Exercise goal →
The required result is the number of lines in this material containing the word "data". Write that number and no other text.

=== Section Start ===

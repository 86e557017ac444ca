// REST surface for federated sessions.
use crate::api::errors::{bad_request, internal_error, not_found};
use crate::state::AppState;
use crate::storage::FederatedTarget;
use axum::extract::{Path as AxumPath, State};
use axum::response::Response;
use axum::{routing::get, Json, Router};
use serde::Deserialize;
use serde_json::{json, Value};
use std::sync::Arc;

pub fn router() -> Router<Arc<AppState>> {
    Router::new()
        .route(
            "/api/federated-sessions",
            get(list_federated_sessions).post(create_federated_session),
        )
        .route(
            "/api/federated-sessions/{id}",
            get(get_federated_session).delete(delete_federated_session),
        )
}

#[derive(Debug, Deserialize)]
struct CreateFederatedRequest {
    #[serde(default)]
    title: Option<String>,
    #[serde(default)]
    gateways: Vec<FederatedTarget>,
}

async fn create_federated_session(
    State(state): State<Arc<AppState>>,
    Json(payload): Json<CreateFederatedRequest>,
) -> Result<Json<Value>, Response> {
    let targets = payload
        .gateways
        .into_iter()
        .filter(|target| {
            !target.gateway_id.trim().is_empty() && !target.session_key.trim().is_empty()
        })
        .collect::<Vec<_>>();
    if targets.is_empty() {
        return Err(bad_request("at least one gateway target is required"));
    }
    let record = state
        .storage
        .create_federated_session(payload.title.as_deref(), &targets)
        .map_err(internal_error)?;
    Ok(Json(serde_json::to_value(record).unwrap_or(Value::Null)))
}

async fn list_federated_sessions(
    State(state): State<Arc<AppState>>,
) -> Result<Json<Value>, Response> {
    let records = state
        .storage
        .list_federated_sessions()
        .map_err(internal_error)?;
    Ok(Json(serde_json::to_value(records).unwrap_or(Value::Null)))
}

async fn get_federated_session(
    State(state): State<Arc<AppState>>,
    AxumPath(federated_id): AxumPath<String>,
) -> Result<Json<Value>, Response> {
    let record = state
        .storage
        .get_federated_session(&federated_id)
        .map_err(internal_error)?
        .ok_or_else(|| not_found("federated session not found"))?;
    Ok(Json(serde_json::to_value(record).unwrap_or(Value::Null)))
}

async fn delete_federated_session(
    State(state): State<Arc<AppState>>,
    AxumPath(federated_id): AxumPath<String>,
) -> Result<Json<Value>, Response> {
    let deleted = state
        .storage
        .delete_federated_session(&federated_id)
        .map_err(internal_error)?;
    if !deleted {
        return Err(not_found("federated session not found"));
    }
    Ok(Json(json!({ "ok": true })))
}
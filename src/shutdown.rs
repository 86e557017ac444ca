// Exit-signal handling for graceful shutdown.
use tracing::info;

pub async fn shutdown_signal() {
    let ctrl_c = async {
        if let Err(err) = tokio::signal::ctrl_c().await {
            eprintln!("failed to listen for ctrl-c: {err}");
        }
    };

    #[cfg(unix)]
    let terminate = async {
        use tokio::signal::unix::{signal, SignalKind};
        let mut stream = signal(SignalKind::terminate()).expect("register SIGTERM handler");
        stream.recv().await;
    };

    #[cfg(not(unix))]
    let terminate = std::future::pending::<()>();

    tokio::select! {
        _ = ctrl_c => {},
        _ = terminate => {},
    }

    info!("shutdown signal received");
}
// REST error rendering: every failure becomes `{"detail": "..."}` with the
// matching status code.
use axum::http::StatusCode;
use axum::response::{IntoResponse, Response};
use axum::Json;
use serde_json::json;

pub fn error_response(status: StatusCode, message: impl Into<String>) -> Response {
    let message = message.into();
    (status, Json(json!({ "detail": message }))).into_response()
}

pub fn bad_request(message: impl Into<String>) -> Response {
    error_response(StatusCode::BAD_REQUEST, message)
}

pub fn not_found(message: impl Into<String>) -> Response {
    error_response(StatusCode::NOT_FOUND, message)
}

pub fn internal_error(err: anyhow::Error) -> Response {
    // Store failures carry paths and SQL details; keep those out of bodies.
    tracing::error!(error = %err, "internal error");
    error_response(StatusCode::INTERNAL_SERVER_ERROR, "internal error")
}

#[cfg(test)]
mod tests {
    use super::*;
    use axum::body::to_bytes;
    use serde_json::Value;

    #[tokio::test]
    async fn error_body_is_a_flat_detail_string() {
        let response = not_found("gateway not found");
        assert_eq!(response.status(), StatusCode::NOT_FOUND);
        let body = to_bytes(response.into_body(), usize::MAX)
            .await
            .expect("read body");
        let payload: Value = serde_json::from_slice(&body).expect("parse body");
        assert_eq!(payload, json!({ "detail": "gateway not found" }));
    }

    #[tokio::test]
    async fn internal_error_hides_the_cause() {
        let response = internal_error(anyhow::anyhow!("/var/db/secret path busted"));
        assert_eq!(response.status(), StatusCode::INTERNAL_SERVER_ERROR);
        let body = to_bytes(response.into_body(), usize::MAX)
            .await
            .expect("read body");
        let payload: Value = serde_json::from_slice(&body).expect("parse body");
        assert_eq!(payload["detail"], "internal error");
    }
}
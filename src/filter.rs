// Strips reasoning-trace markers from assistant text before it is persisted
// or emitted downstream. Only the tags are removed; the enclosed text stays.
use regex::Regex;
use std::sync::OnceLock;

static THINKING_TAGS: OnceLock<Regex> = OnceLock::new();

fn thinking_tags() -> &'static Regex {
    THINKING_TAGS.get_or_init(|| {
        Regex::new(r"(?i)</?(?:think|thinking|thought|antthinking)>").expect("valid tag pattern")
    })
}

pub fn strip_thinking_tags(text: &str) -> String {
    thinking_tags().replace_all(text, " ").trim().to_string()
}

#[cfg(test)]
mod tests {
    use super::*;

    #[test]
    fn removes_tags_and_keeps_enclosed_text() {
        let input = "<think>deliberating</think>Answer: 42";
        assert_eq!(strip_thinking_tags(input), "deliberating Answer: 42");
    }

    #[test]
    fn handles_every_tag_family() {
        for tag in ["think", "thinking", "thought", "antthinking"] {
            let input = format!("<{tag}>inner</{tag}> outer");
            assert_eq!(strip_thinking_tags(&input), "inner  outer");
        }
    }

    #[test]
    fn is_case_insensitive() {
        let input = "<THINK>loud</Think> quiet";
        assert_eq!(strip_thinking_tags(input), "loud  quiet");
    }

    #[test]
    fn trims_surrounding_whitespace() {
        assert_eq!(strip_thinking_tags("<thinking></thinking> hi "), "hi");
    }

    #[test]
    fn is_idempotent() {
        let once = strip_thinking_tags("<thought>a</thought>b");
        assert_eq!(strip_thinking_tags(&once), once);
    }

    #[test]
    fn leaves_plain_text_alone() {
        assert_eq!(strip_thinking_tags("no tags here"), "no tags here");
    }
}
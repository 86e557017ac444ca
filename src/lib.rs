// Library entrypoint for integration tests and internal reuse.
pub mod api;
pub mod config;
pub mod filter;
pub mod gateway;
pub mod shutdown;
pub mod state;
pub mod storage;
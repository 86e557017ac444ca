// Downstream endpoint that fans one user turn out across several gateways
// and interleaves the tagged response streams on a single socket.
use crate::api::chat_ws::{DOWNSTREAM_QUEUE_SIZE, IDLE_TIMEOUT_MS};
use crate::filter::strip_thinking_tags;
use crate::gateway::{GatewayConnection, EVENT_CHAT, EVENT_CONNECTED};
use crate::state::AppState;
use crate::storage::{ContentBlock, FederatedTarget, MessageRole};
use axum::extract::ws::{Message, WebSocket, WebSocketUpgrade};
use axum::extract::State;
use axum::response::Response;
use axum::{routing::get, Router};
use futures::future::join_all;
use futures::{SinkExt, StreamExt};
use serde::Deserialize;
use serde_json::{json, Value};
use std::collections::{HashMap, HashSet};
use std::sync::Arc;
use tokio::sync::mpsc;
use tokio::task::JoinHandle;
use tokio::time::{timeout, Duration};
use tracing::{debug, warn};

pub fn router() -> Router<Arc<AppState>> {
    Router::new().route("/chat/federated", get(federated_ws))
}

#[derive(Debug, Deserialize)]
struct FederatedEnvelope {
    #[serde(rename = "type")]
    kind: String,
    #[serde(default)]
    message: Option<String>,
    #[serde(default)]
    targets: Vec<FederatedTarget>,
    /// Advisory only; `targets` stays the source of truth either way.
    #[serde(default)]
    #[allow(dead_code)]
    broadcast: Option<bool>,
    #[serde(default, alias = "federatedId")]
    federated_id: Option<String>,
}

/// Session keys this socket has fanned out to, per gateway, plus the
/// per-turn completion bookkeeping.
#[derive(Default)]
struct FanoutState {
    targets: HashSet<(String, String)>,
    awaiting_final: HashSet<(String, String)>,
}

type SharedFanout = Arc<parking_lot::Mutex<FanoutState>>;

async fn federated_ws(State(state): State<Arc<AppState>>, ws: WebSocketUpgrade) -> Response {
    ws.on_upgrade(move |socket| handle_ws(socket, state))
}

async fn handle_ws(socket: WebSocket, state: Arc<AppState>) {
    let (mut ws_sender, mut ws_receiver) = socket.split();
    let (out_tx, mut out_rx) = mpsc::channel::<Message>(DOWNSTREAM_QUEUE_SIZE);
    let writer = tokio::spawn(async move {
        while let Some(message) = out_rx.recv().await {
            if ws_sender.send(message).await.is_err() {
                break;
            }
        }
    });

    let _ = send_json(&out_tx, json!({ "type": "connected", "federated": true })).await;

    let fanout: SharedFanout = Arc::new(parking_lot::Mutex::new(FanoutState::default()));
    let mut forwarders: HashMap<String, JoinHandle<()>> = HashMap::new();

    loop {
        let next = match timeout(Duration::from_millis(IDLE_TIMEOUT_MS), ws_receiver.next()).await
        {
            Ok(frame) => frame,
            Err(_) => {
                debug!("federated downstream idle, closing");
                let _ = out_tx.send(Message::Close(None)).await;
                break;
            }
        };
        let Some(Ok(message)) = next else {
            break;
        };
        match message {
            Message::Text(text) => {
                let envelope: FederatedEnvelope = match serde_json::from_str(&text) {
                    Ok(value) => value,
                    Err(err) => {
                        let _ = send_json(
                            &out_tx,
                            json!({ "type": "error", "error": format!("invalid payload: {err}") }),
                        )
                        .await;
                        continue;
                    }
                };
                match envelope.kind.trim().to_ascii_lowercase().as_str() {
                    "ping" => {
                        let _ = send_json(&out_tx, json!({ "type": "pong" })).await;
                    }
                    "chat" => {
                        let Some(message) = envelope.message else {
                            let _ = send_json(
                                &out_tx,
                                json!({ "type": "error", "error": "message required" }),
                            )
                            .await;
                            continue;
                        };
                        let targets = normalize_targets(envelope.targets);
                        if targets.is_empty() {
                            let _ = send_json(
                                &out_tx,
                                json!({ "type": "error", "error": "targets required" }),
                            )
                            .await;
                            continue;
                        }
                        if let Some(federated_id) = envelope.federated_id.as_deref() {
                            if let Err(err) = state.storage.touch_federated_session(federated_id) {
                                debug!(error = %err, "federated session touch failed");
                            }
                        }
                        dispatch_turn(
                            &state,
                            &fanout,
                            &mut forwarders,
                            &out_tx,
                            targets,
                            &message,
                        )
                        .await;
                    }
                    "abort" => {
                        let targets = normalize_targets(envelope.targets);
                        let mut aborts = Vec::new();
                        for target in targets {
                            if let Some(connection) = state.gateways.get(&target.gateway_id).await
                            {
                                aborts.push(async move {
                                    let _ = connection.abort(&target.session_key).await;
                                });
                            }
                        }
                        tokio::spawn(async move {
                            join_all(aborts).await;
                        });
                    }
                    other => {
                        let _ = send_json(
                            &out_tx,
                            json!({ "type": "error", "error": format!("unsupported type: {other}") }),
                        )
                        .await;
                    }
                }
            }
            Message::Ping(data) => {
                let _ = out_tx.send(Message::Pong(data)).await;
            }
            Message::Close(_) => break,
            _ => {}
        }
    }

    for (_, forwarder) in forwarders {
        forwarder.abort();
    }
    drop(out_tx);
    let _ = writer.await;
}

/// Fans one user turn out to every target. Missing gateways produce a tagged
/// error and never block the rest; each reachable target gets the user
/// message persisted exactly once.
async fn dispatch_turn(
    state: &Arc<AppState>,
    fanout: &SharedFanout,
    forwarders: &mut HashMap<String, JoinHandle<()>>,
    out_tx: &mpsc::Sender<Message>,
    targets: Vec<FederatedTarget>,
    message: &str,
) {
    let mut sends = Vec::new();
    for target in targets {
        let Some(connection) = state.gateways.get(&target.gateway_id).await else {
            let _ = send_json(
                out_tx,
                json!({
                    "type": "stream",
                    "state": "error",
                    "error": "gateway not registered",
                    "source": { "gateway_id": target.gateway_id, "agent_name": "?" },
                }),
            )
            .await;
            continue;
        };
        if !forwarders.contains_key(&target.gateway_id) {
            let handle = tokio::spawn(forward_source_events(
                connection.clone(),
                state.clone(),
                fanout.clone(),
                out_tx.clone(),
            ));
            forwarders.insert(target.gateway_id.clone(), handle);
        }
        {
            let mut guard = fanout.lock();
            let pair = (target.gateway_id.clone(), target.session_key.clone());
            guard.targets.insert(pair.clone());
            guard.awaiting_final.insert(pair);
        }
        if let Err(err) = state.storage.append_message(
            &target.gateway_id,
            &target.session_key,
            MessageRole::User,
            &[ContentBlock::text(message)],
            None,
        ) {
            warn!(gateway = %target.gateway_id, error = %err, "user message persist failed");
        }
        let out_tx = out_tx.clone();
        let fanout = fanout.clone();
        let message = message.to_string();
        sends.push(async move {
            if let Err(err) = connection.send_chat(&target.session_key, &message, None).await {
                fanout
                    .lock()
                    .awaiting_final
                    .remove(&(target.gateway_id.clone(), target.session_key.clone()));
                let agent_name = connection
                    .snapshot()
                    .default_agent_id()
                    .unwrap_or_else(|| "?".to_string());
                let _ = send_json(
                    &out_tx,
                    json!({
                        "type": "stream",
                        "state": "error",
                        "error": err.to_string(),
                        "source": { "gateway_id": target.gateway_id, "agent_name": agent_name },
                    }),
                )
                .await;
            }
        });
    }
    tokio::spawn(async move {
        join_all(sends).await;
    });
}

/// Re-emits one gateway's chat events with a source tag, and announces
/// upstream recoveries.
async fn forward_source_events(
    connection: Arc<GatewayConnection>,
    state: Arc<AppState>,
    fanout: SharedFanout,
    out_tx: mpsc::Sender<Message>,
) {
    let gateway_id = connection.gateway_id().to_string();
    let mut events = connection.subscribe();
    loop {
        let event = match events.recv().await {
            Ok(event) => event,
            Err(tokio::sync::broadcast::error::RecvError::Lagged(skipped)) => {
                warn!(gateway = %gateway_id, skipped, "federated event stream lagged");
                continue;
            }
            Err(tokio::sync::broadcast::error::RecvError::Closed) => break,
        };
        if event.event == EVENT_CONNECTED {
            let frame = json!({ "type": "reconnected", "gateway_id": gateway_id });
            if send_json(&out_tx, frame).await.is_err() {
                break;
            }
            continue;
        }
        if event.event != EVENT_CHAT {
            continue;
        }
        let Some(payload) = event.chat_payload() else {
            continue;
        };
        let Some(session_key) = payload.session_key.clone() else {
            continue;
        };
        let pair = (gateway_id.clone(), session_key.clone());
        if !fanout.lock().targets.contains(&pair) {
            continue;
        }
        let agent_name = payload
            .agent_name
            .clone()
            .or_else(|| connection.snapshot().default_agent_id())
            .unwrap_or_else(|| "?".to_string());
        let source = json!({ "gateway_id": gateway_id, "agent_name": agent_name });
        let frame = match payload.state.as_deref() {
            Some("delta") => json!({
                "type": "stream",
                "state": "delta",
                "text": payload.text.clone().unwrap_or_default(),
                "source": source,
            }),
            Some("final") => {
                fanout.lock().awaiting_final.remove(&pair);
                let text = strip_thinking_tags(&payload.text.clone().unwrap_or_default());
                if let Err(err) = state.storage.append_message(
                    &gateway_id,
                    &session_key,
                    MessageRole::Assistant,
                    &[ContentBlock::text(text.clone())],
                    None,
                ) {
                    warn!(gateway = %gateway_id, error = %err, "assistant message persist failed");
                }
                json!({
                    "type": "stream",
                    "state": "final",
                    "text": text,
                    "source": source,
                })
            }
            Some("error") => {
                fanout.lock().awaiting_final.remove(&pair);
                json!({
                    "type": "stream",
                    "state": "error",
                    "error": payload.error_message(),
                    "source": source,
                })
            }
            _ => continue,
        };
        if send_json(&out_tx, frame).await.is_err() {
            break;
        }
    }
}

fn normalize_targets(targets: Vec<FederatedTarget>) -> Vec<FederatedTarget> {
    let mut seen = HashSet::new();
    targets
        .into_iter()
        .filter(|target| {
            !target.gateway_id.trim().is_empty() && !target.session_key.trim().is_empty()
        })
        .filter(|target| seen.insert((target.gateway_id.clone(), target.session_key.clone())))
        .collect()
}

async fn send_json(out_tx: &mpsc::Sender<Message>, value: Value) -> Result<(), ()> {
    out_tx
        .send(Message::Text(value.to_string().into()))
        .await
        .map_err(|_| ())
}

=== Section End ===

Output for this exercise →
2